Salué dès 1968 par les prix Roger-Nimier et Fénéon pour « la Place de l’Etoile », Patrick Modiano a ensuite accumulé les récompenses, parmi lesquelles le Grand Prix du roman de l’Académie française en 1972 pour « les Boulevards de ceinture », le prix des Libraires en 1976 pour « Villa triste », le prix Goncourt en 1978 pour « Rue des boutiques obscures » et plusieurs autres prix prestigieux pour l’ensemble de son œuvre.
Les éditions Gallimard, qui l’ont toujours accompagné, ont eu la bonne idée l’année dernière de rassembler en un volume de la collection Quarto (1), dix de ses romans. On retrouve dans cette sélection – réalisée en accord avec cet auteur particulièrement discret –, « Pedigree », qui peut être considéré comme son seul livre autobiographique bien qu’il se cantonne à son enfance et son adolescence.

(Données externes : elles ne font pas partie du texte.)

//! Append-only run ledger ("done file").
//!
//! One ledger per pipeline step records the runs that step has completed,
//! one trimmed run id per line. Reading is set-semantics (duplicates on
//! disk are tolerated); writing appends under an exclusive advisory lock so
//! cooperating processes never interleave partial lines. The ledger alone
//! does not give exactly-once processing: callers must re-check membership
//! after claiming a run (see the recipe module).

use std::collections::HashSet;
use std::fs::{self, File, OpenOptions};
use std::io::{self, Seek, SeekFrom, Write};
use std::path::{Path, PathBuf};

use fs2::FileExt;
use thiserror::Error;

use crate::run::RunId;

#[derive(Debug, Error)]
pub enum LedgerError {
    #[error("cannot read ledger {path}: {source}")]
    Read {
        path: PathBuf,
        #[source]
        source: io::Error,
    },

    #[error("cannot append to ledger {path}: {source}")]
    Append {
        path: PathBuf,
        #[source]
        source: io::Error,
    },

    #[error("cannot lock ledger {path}: {source}")]
    Lock {
        path: PathBuf,
        #[source]
        source: io::Error,
    },
}

impl LedgerError {
    fn read(path: &Path, source: io::Error) -> Self {
        Self::Read {
            path: path.to_path_buf(),
            source,
        }
    }

    fn append(path: &Path, source: io::Error) -> Self {
        Self::Append {
            path: path.to_path_buf(),
            source,
        }
    }

    fn lock(path: &Path, source: io::Error) -> Self {
        Self::Lock {
            path: path.to_path_buf(),
            source,
        }
    }
}

/// Persistent set of run ids already processed by one step.
#[derive(Debug, Clone)]
pub struct RunLedger {
    path: PathBuf,
}

impl RunLedger {
    pub fn new(path: impl Into<PathBuf>) -> Self {
        Self { path: path.into() }
    }

    pub fn path(&self) -> &Path {
        &self.path
    }

    /// Loads the full set of recorded run ids.
    ///
    /// A missing ledger file is an empty set, not an error: first run of a
    /// fresh installation.
    pub fn load(&self) -> Result<HashSet<RunId>, LedgerError> {
        let content = match fs::read_to_string(&self.path) {
            Ok(content) => content,
            Err(e) if e.kind() == io::ErrorKind::NotFound => return Ok(HashSet::new()),
            Err(e) => return Err(LedgerError::read(&self.path, e)),
        };

        Ok(content
            .lines()
            .map(str::trim)
            .filter(|line| !line.is_empty())
            .map(RunId::new)
            .collect())
    }

    /// Fresh membership check, re-reading the file.
    pub fn contains(&self, run_id: &RunId) -> Result<bool, LedgerError> {
        Ok(self.load()?.contains(run_id))
    }

    /// Appends one run id.
    ///
    /// The exclusive advisory lock is scoped to this single write; it is
    /// released before returning, never held across run processing.
    pub fn add(&self, run_id: &RunId) -> Result<(), LedgerError> {
        let mut file = OpenOptions::new()
            .read(true)
            .write(true)
            .create(true)
            .open(&self.path)
            .map_err(|e| LedgerError::append(&self.path, e))?;

        file.lock_exclusive()
            .map_err(|e| LedgerError::lock(&self.path, e))?;

        let write_result =
            Self::write_entry(&mut file, run_id).map_err(|e| LedgerError::append(&self.path, e));
        let unlock_result =
            fs2::FileExt::unlock(&file).map_err(|e| LedgerError::lock(&self.path, e));

        write_result?;
        unlock_result
    }

    fn write_entry(file: &mut File, run_id: &RunId) -> io::Result<()> {
        // Seek after taking the lock: another writer may have grown the
        // file since open.
        file.seek(SeekFrom::End(0))?;
        writeln!(file, "{run_id}")?;
        file.sync_all()
    }
}

#[cfg(test)]
mod tests {
    use super::*;
    use tempfile::TempDir;

    fn ledger_in(dir: &TempDir) -> RunLedger {
        RunLedger::new(dir.path().join("sync.done"))
    }

    #[test]
    fn test_load_missing_file_is_empty_set() {
        let dir = TempDir::new().unwrap();
        let ledger = ledger_in(&dir);
        assert!(ledger.load().unwrap().is_empty());
    }

    #[test]
    fn test_add_then_load_contains() {
        let dir = TempDir::new().unwrap();
        let ledger = ledger_in(&dir);
        let run = RunId::new("240115_NB500892_0123_AHABCDEFXX");

        ledger.add(&run).unwrap();

        let loaded = ledger.load().unwrap();
        assert!(loaded.contains(&run));
        assert_eq!(loaded.len(), 1);
        assert!(ledger.contains(&run).unwrap());
    }

    #[test]
    fn test_add_appends_one_line_per_entry() {
        let dir = TempDir::new().unwrap();
        let ledger = ledger_in(&dir);

        ledger.add(&RunId::new("RUN001")).unwrap();
        ledger.add(&RunId::new("RUN002")).unwrap();

        let raw = fs::read_to_string(ledger.path()).unwrap();
        assert_eq!(raw, "RUN001\nRUN002\n");
    }

    #[test]
    fn test_duplicate_entries_dedup_on_read() {
        let dir = TempDir::new().unwrap();
        let ledger = ledger_in(&dir);
        let run = RunId::new("RUN001");

        ledger.add(&run).unwrap();
        ledger.add(&run).unwrap();

        let raw = fs::read_to_string(ledger.path()).unwrap();
        assert_eq!(raw.lines().count(), 2);
        assert_eq!(ledger.load().unwrap().len(), 1);
    }

    #[test]
    fn test_load_trims_and_skips_blank_lines() {
        let dir = TempDir::new().unwrap();
        let path = dir.path().join("demux.done");
        fs::write(&path, "  RUN001  \n\nRUN002\n   \n").unwrap();

        let loaded = RunLedger::new(&path).load().unwrap();
        assert_eq!(loaded.len(), 2);
        assert!(loaded.contains(&RunId::new("RUN001")));
        assert!(loaded.contains(&RunId::new("RUN002")));
    }

    #[test]
    fn test_add_preserves_existing_entries() {
        let dir = TempDir::new().unwrap();
        let path = dir.path().join("qc.done");
        fs::write(&path, "RUN001\n").unwrap();

        let ledger = RunLedger::new(&path);
        ledger.add(&RunId::new("RUN002")).unwrap();

        let raw = fs::read_to_string(&path).unwrap();
        assert_eq!(raw, "RUN001\nRUN002\n");
    }

    #[test]
    fn test_concurrent_adds_all_recorded() {
        let dir = TempDir::new().unwrap();
        let path = dir.path().join("sync.done");

        let mut handles = Vec::new();
        for t in 0..2 {
            let path = path.clone();
            handles.push(std::thread::spawn(move || {
                let ledger = RunLedger::new(path);
                for i in 0..20 {
                    ledger.add(&RunId::new(format!("T{t}_RUN{i:03}"))).unwrap();
                }
            }));
        }
        for handle in handles {
            handle.join().unwrap();
        }

        let loaded = RunLedger::new(&path).load().unwrap();
        assert_eq!(loaded.len(), 40);
        // Every line is a whole entry, no interleaved partial writes.
        let raw = fs::read_to_string(&path).unwrap();
        for line in raw.lines() {
            assert!(line.starts_with("T0_RUN") || line.starts_with("T1_RUN"));
        }
    }
}
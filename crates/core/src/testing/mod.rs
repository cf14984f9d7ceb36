//! Testing utilities and mock implementations for E2E tests.
//!
//! This module provides mock implementations of the pluggable recipe
//! boundaries, allowing full cycle testing without instruments, sample
//! sheets or rsync.
//!
//! # Example
//!
//! ```rust,ignore
//! use flowline_core::testing::{fixtures, MockDiscovery, MockProcessor};
//!
//! let discovery = MockDiscovery::new(storage.clone());
//! discovery.push_completed(fixtures::handle(&storage, fixtures::RUN_A)).await;
//!
//! let processor = MockProcessor::new();
//!
//! // Drive a recipe cycle, then assert:
//! assert_eq!(processor.process_count().await, 1);
//! ```

mod mock_discovery;
mod mock_processor;
mod mock_resolver;

pub use mock_discovery::MockDiscovery;
pub use mock_processor::{MockProcessor, RecordedProcess};
pub use mock_resolver::MockResolver;

/// Test fixtures and helper functions.
pub mod fixtures {
    use std::fs;
    use std::path::{Path, PathBuf};

    use crate::discovery::{FASTQ_COMPLETE_FILE, RUN_COMPLETION_FILE, RUN_INFO_FILE};
    use crate::run::{RunHandle, RunId, TMP_SUFFIX};
    use crate::storage::StorageRef;

    /// A valid Illumina run id.
    pub const RUN_A: &str = "240115_NB500892_0123_AHABCDEFXX";
    /// A second valid Illumina run id, same instrument.
    pub const RUN_B: &str = "240116_NB500892_0124_AHGHIJKLXX";

    /// Create a completed raw run directory (both instrument markers).
    pub fn raw_run(root: &Path, run_id: &str) -> PathBuf {
        let dir = root.join(run_id);
        fs::create_dir_all(&dir).unwrap();
        fs::write(dir.join(RUN_INFO_FILE), "<RunInfo/>").unwrap();
        fs::write(dir.join(RUN_COMPLETION_FILE), "<RunCompletionStatus/>").unwrap();
        dir
    }

    /// Create a raw run directory the instrument is still writing.
    pub fn raw_run_in_progress(root: &Path, run_id: &str) -> PathBuf {
        let dir = root.join(run_id);
        fs::create_dir_all(&dir).unwrap();
        fs::write(dir.join(RUN_INFO_FILE), "<RunInfo/>").unwrap();
        dir
    }

    /// Create a finished run still under its in-flight `.tmp` name.
    pub fn raw_run_tmp(root: &Path, run_id: &str) -> PathBuf {
        let dir = root.join(format!("{run_id}{TMP_SUFFIX}"));
        fs::create_dir_all(&dir).unwrap();
        fs::write(dir.join(RUN_INFO_FILE), "<RunInfo/>").unwrap();
        fs::write(dir.join(RUN_COMPLETION_FILE), "<RunCompletionStatus/>").unwrap();
        dir
    }

    /// Create a demultiplexed run directory with its end marker.
    pub fn fastq_run(root: &Path, run_id: &str) -> PathBuf {
        let dir = root.join(run_id);
        fs::create_dir_all(dir.join("Sample1")).unwrap();
        fs::write(dir.join("Sample1/S1_R1_001.fastq.gz"), b"\x1f\x8b").unwrap();
        let marker = dir.join(FASTQ_COMPLETE_FILE);
        fs::create_dir_all(marker.parent().unwrap()).unwrap();
        fs::write(marker, "done").unwrap();
        dir
    }

    /// Build a completed-run handle under `storage` without touching disk.
    pub fn handle(storage: &StorageRef, run_id: &str) -> RunHandle {
        RunHandle::new(
            RunId::new(run_id),
            storage,
            storage.entry_path(run_id),
            false,
        )
    }

    /// Build an in-progress handle under `storage` without touching disk.
    pub fn partial_handle(storage: &StorageRef, run_id: &str) -> RunHandle {
        RunHandle::new(
            RunId::new(run_id),
            storage,
            storage.entry_path(&format!("{run_id}{TMP_SUFFIX}")),
            true,
        )
    }
}
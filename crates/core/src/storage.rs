//! Named storage roots holding sequencing runs.
//!
//! A [`StorageRef`] is identity plus path resolution: recipes register
//! storages by name and steps look them up, nothing more. Behavior that
//! touches the storage contents lives in the discovery providers and
//! processors.

use std::path::{Path, PathBuf};

use serde::{Deserialize, Serialize};

use crate::run::SequencerSource;

/// How the storage root is reached from the orchestrator host.
#[derive(Debug, Clone, Copy, Default, PartialEq, Eq, Serialize, Deserialize)]
#[serde(rename_all = "snake_case")]
pub enum StorageTechnology {
    /// Root on a local filesystem.
    #[default]
    Local,
    /// Root on a remote-mountable filesystem (NFS, CIFS). Still addressed
    /// through a local mount point.
    Remote,
}

impl StorageTechnology {
    /// Lowercase label matching the configuration spelling.
    pub fn label(&self) -> &'static str {
        match self {
            Self::Local => "local",
            Self::Remote => "remote",
        }
    }
}

/// A named, addressable root location for run directories.
///
/// Immutable once registered in a recipe. Multiple refs may share a root
/// path prefix; identity is the name.
#[derive(Debug, Clone, PartialEq, Eq, Serialize, Deserialize)]
pub struct StorageRef {
    /// Unique name within a recipe.
    pub name: String,
    /// Root directory holding zero or more runs.
    pub root: PathBuf,
    #[serde(default)]
    pub technology: StorageTechnology,
    /// Instrument writing into this storage, when known.
    #[serde(default)]
    pub sequencer: SequencerSource,
}

impl StorageRef {
    pub fn new(name: impl Into<String>, root: impl Into<PathBuf>) -> Self {
        Self {
            name: name.into(),
            root: root.into(),
            technology: StorageTechnology::Local,
            sequencer: SequencerSource::unknown(),
        }
    }

    pub fn with_technology(mut self, technology: StorageTechnology) -> Self {
        self.technology = technology;
        self
    }

    pub fn with_sequencer(mut self, sequencer: SequencerSource) -> Self {
        self.sequencer = sequencer;
        self
    }

    /// Resolves the path of an entry directly under this storage root.
    pub fn entry_path(&self, name: &str) -> PathBuf {
        self.root.join(name)
    }

    pub fn root(&self) -> &Path {
        &self.root
    }
}

impl std::fmt::Display for StorageRef {
    fn fmt(&self, f: &mut std::fmt::Formatter<'_>) -> std::fmt::Result {
        write!(f, "{} ({})", self.name, self.root.display())
    }
}

/// Expands a colon-separated list of roots into uniquely named storages.
///
/// With more than one root the names get a 1-based numeric suffix
/// (`raw1`, `raw2`, ...); a single root keeps the bare prefix. Empty
/// segments are skipped.
pub fn expand_roots(prefix: &str, roots: &str, technology: StorageTechnology) -> Vec<StorageRef> {
    let paths: Vec<&str> = roots.split(':').filter(|s| !s.trim().is_empty()).collect();

    paths
        .iter()
        .enumerate()
        .map(|(i, path)| {
            let name = if paths.len() > 1 {
                format!("{}{}", prefix, i + 1)
            } else {
                prefix.to_string()
            };
            StorageRef::new(name, path.trim()).with_technology(technology)
        })
        .collect()
}
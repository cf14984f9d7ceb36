use super::{ProcessorError, RunProcessor};
use std::collections::HashMap;
use std::sync::Arc;

/// Name-indexed set of processors available to recipe steps.
///
/// Unlike discovery providers, processors are registered as ready
/// instances rather than factories, and a name collision is an error:
/// two steps asking for "rsync" must get the same processor, so a
/// silent overwrite would hide a wiring mistake.
#[derive(Default)]
pub struct ProcessorRegistry {
    processors: HashMap<String, Arc<dyn RunProcessor>>,
}

impl ProcessorRegistry {
    pub fn new() -> Self {
        Self::default()
    }

    /// Creates a registry with the built-in processors registered.
    pub fn with_defaults() -> Self {
        let mut registry = Self::new();
        let rsync = super::RsyncProcessor::new();
        registry
            .register(Arc::new(rsync))
            .unwrap_or_else(|_| unreachable!("empty registry cannot collide"));
        registry
    }

    pub fn register(&mut self, processor: Arc<dyn RunProcessor>) -> Result<(), ProcessorError> {
        let name = processor.name().to_string();
        if self.processors.contains_key(&name) {
            return Err(ProcessorError::duplicate_name(name));
        }
        self.processors.insert(name, processor);
        Ok(())
    }

    pub fn get(&self, name: &str) -> Option<Arc<dyn RunProcessor>> {
        self.processors.get(name).cloned()
    }

    pub fn contains(&self, name: &str) -> bool {
        self.processors.contains_key(name)
    }

    /// Registered processor names, sorted for stable logging.
    pub fn names(&self) -> Vec<String> {
        let mut names: Vec<String> = self.processors.keys().cloned().collect();
        names.sort();
        names
    }
}

#[cfg(test)]
mod tests {
    use super::*;
    use crate::processor::{ProcessOutcome, RunProcessor};
    use crate::run::RunHandle;
    use crate::runconfig::RunConfiguration;
    use crate::storage::StorageRef;
    use async_trait::async_trait;

    struct FakeProcessor {
        name: String,
    }

    #[async_trait]
    impl RunProcessor for FakeProcessor {
        fn name(&self) -> &str {
            &self.name
        }

        async fn process(
            &self,
            _run: &RunHandle,
            _conf: &RunConfiguration,
            _output: &StorageRef,
        ) -> Result<ProcessOutcome, ProcessorError> {
            Ok(ProcessOutcome::default())
        }
    }

    fn fake(name: &str) -> Arc<dyn RunProcessor> {
        Arc::new(FakeProcessor {
            name: name.to_string(),
        })
    }

    #[test]
    fn test_register_and_get() {
        let mut registry = ProcessorRegistry::new();
        registry.register(fake("copy")).unwrap();

        assert!(registry.contains("copy"));
        let processor = registry.get("copy").unwrap();
        assert_eq!(processor.name(), "copy");
    }

    #[test]
    fn test_duplicate_registration_is_an_error() {
        let mut registry = ProcessorRegistry::new();
        registry.register(fake("copy")).unwrap();

        let err = registry.register(fake("copy")).unwrap_err();
        assert!(matches!(err, ProcessorError::DuplicateName { name } if name == "copy"));
    }

    #[test]
    fn test_unknown_name_returns_none() {
        let registry = ProcessorRegistry::new();
        assert!(registry.get("missing").is_none());
        assert!(!registry.contains("missing"));
    }

    #[test]
    fn test_defaults_include_rsync() {
        let registry = ProcessorRegistry::with_defaults();
        assert!(registry.contains("rsync"));
        assert_eq!(registry.names(), vec!["rsync".to_string()]);
    }
}
//! Opaque key/value configuration passed from resolvers to processors.

use std::collections::BTreeMap;

use serde::{Deserialize, Serialize};

/// Ordered string map with typed getters.
///
/// Keys are dotted lowercase by convention (`step.name`,
/// `samplesheet.path`). The core only ever sets bookkeeping keys and merges
/// maps; processors own the vocabulary.
#[derive(Debug, Clone, Default, PartialEq, Eq, Serialize, Deserialize)]
#[serde(transparent)]
pub struct RunConfiguration {
    entries: BTreeMap<String, String>,
}

impl RunConfiguration {
    pub fn new() -> Self {
        Self::default()
    }

    /// Sets a key, returning the previous value if any.
    pub fn set(&mut self, key: impl Into<String>, value: impl Into<String>) -> Option<String> {
        self.entries.insert(key.into(), value.into())
    }

    pub fn get(&self, key: &str) -> Option<&str> {
        self.entries.get(key).map(String::as_str)
    }

    pub fn get_or(&self, key: &str, default: &str) -> String {
        self.get(key).unwrap_or(default).to_string()
    }

    /// Boolean getter: only a (case-insensitive) `true` reads as true.
    pub fn get_bool(&self, key: &str, default: bool) -> bool {
        match self.get(key) {
            Some(value) => value.trim().eq_ignore_ascii_case("true"),
            None => default,
        }
    }

    /// Integer getter; unparseable values fall back to the default.
    pub fn get_i64(&self, key: &str, default: i64) -> i64 {
        self.get(key)
            .and_then(|value| value.trim().parse().ok())
            .unwrap_or(default)
    }

    pub fn contains_key(&self, key: &str) -> bool {
        self.entries.contains_key(key)
    }

    /// Copies every entry of `other` into this map, overwriting on
    /// collision.
    pub fn merge(&mut self, other: &RunConfiguration) {
        for (key, value) in &other.entries {
            self.entries.insert(key.clone(), value.clone());
        }
    }

    pub fn is_empty(&self) -> bool {
        self.entries.is_empty()
    }

    pub fn len(&self) -> usize {
        self.entries.len()
    }

    pub fn iter(&self) -> impl Iterator<Item = (&str, &str)> {
        self.entries
            .iter()
            .map(|(k, v)| (k.as_str(), v.as_str()))
    }
}

impl<K: Into<String>, V: Into<String>> FromIterator<(K, V)> for RunConfiguration {
    fn from_iter<I: IntoIterator<Item = (K, V)>>(iter: I) -> Self {
        Self {
            entries: iter
                .into_iter()
                .map(|(k, v)| (k.into(), v.into()))
                .collect(),
        }
    }
}
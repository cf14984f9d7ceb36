use figment::{
    providers::{Env, Format, Toml},
    Figment,
};
use std::path::Path;

use super::{types::Config, ConfigError};

/// Load configuration from file with environment variable overrides
pub fn load_config(path: &Path) -> Result<Config, ConfigError> {
    if !path.exists() {
        return Err(ConfigError::FileNotFound(path.display().to_string()));
    }

    let config: Config = Figment::new()
        .merge(Toml::file(path))
        .merge(Env::prefixed("FLOWLINE_").split("_"))
        .extract()
        .map_err(|e| ConfigError::ParseError(e.to_string()))?;

    Ok(config)
}

/// Load configuration from TOML string (useful for testing)
pub fn load_config_from_str(toml_str: &str) -> Result<Config, ConfigError> {
    toml::from_str(toml_str).map_err(|e| ConfigError::ParseError(e.to_string()))
}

Ces romans au ton « modianesque » très reconnaissable sont des sortes de rêveries qui relèvent de l’imaginaire. « Il ne s’agit jamais pour moi de me plonger de façon narcissique dans mon enfance. Je n’écris pas pour parler de moi ou essayer de me comprendre. Ni pour reconstituer les faits », souligne le lauréat. Il met en place une intrigue mais en fait peu de cas et entraîne le lecteur sur des chemins de traverse avec des personnages à la mémoire hésitante ou défaillante, que l’on retrouve parfois d’un livre à l’autre et qui déambulent dans le Paris d’hier ou d’aujourd’hui à la recherche d’une histoire, de leur histoire. On se laisse facilement prendre à ces récits sibyllins, écrits de manière simple et limpide – en un mot poétique.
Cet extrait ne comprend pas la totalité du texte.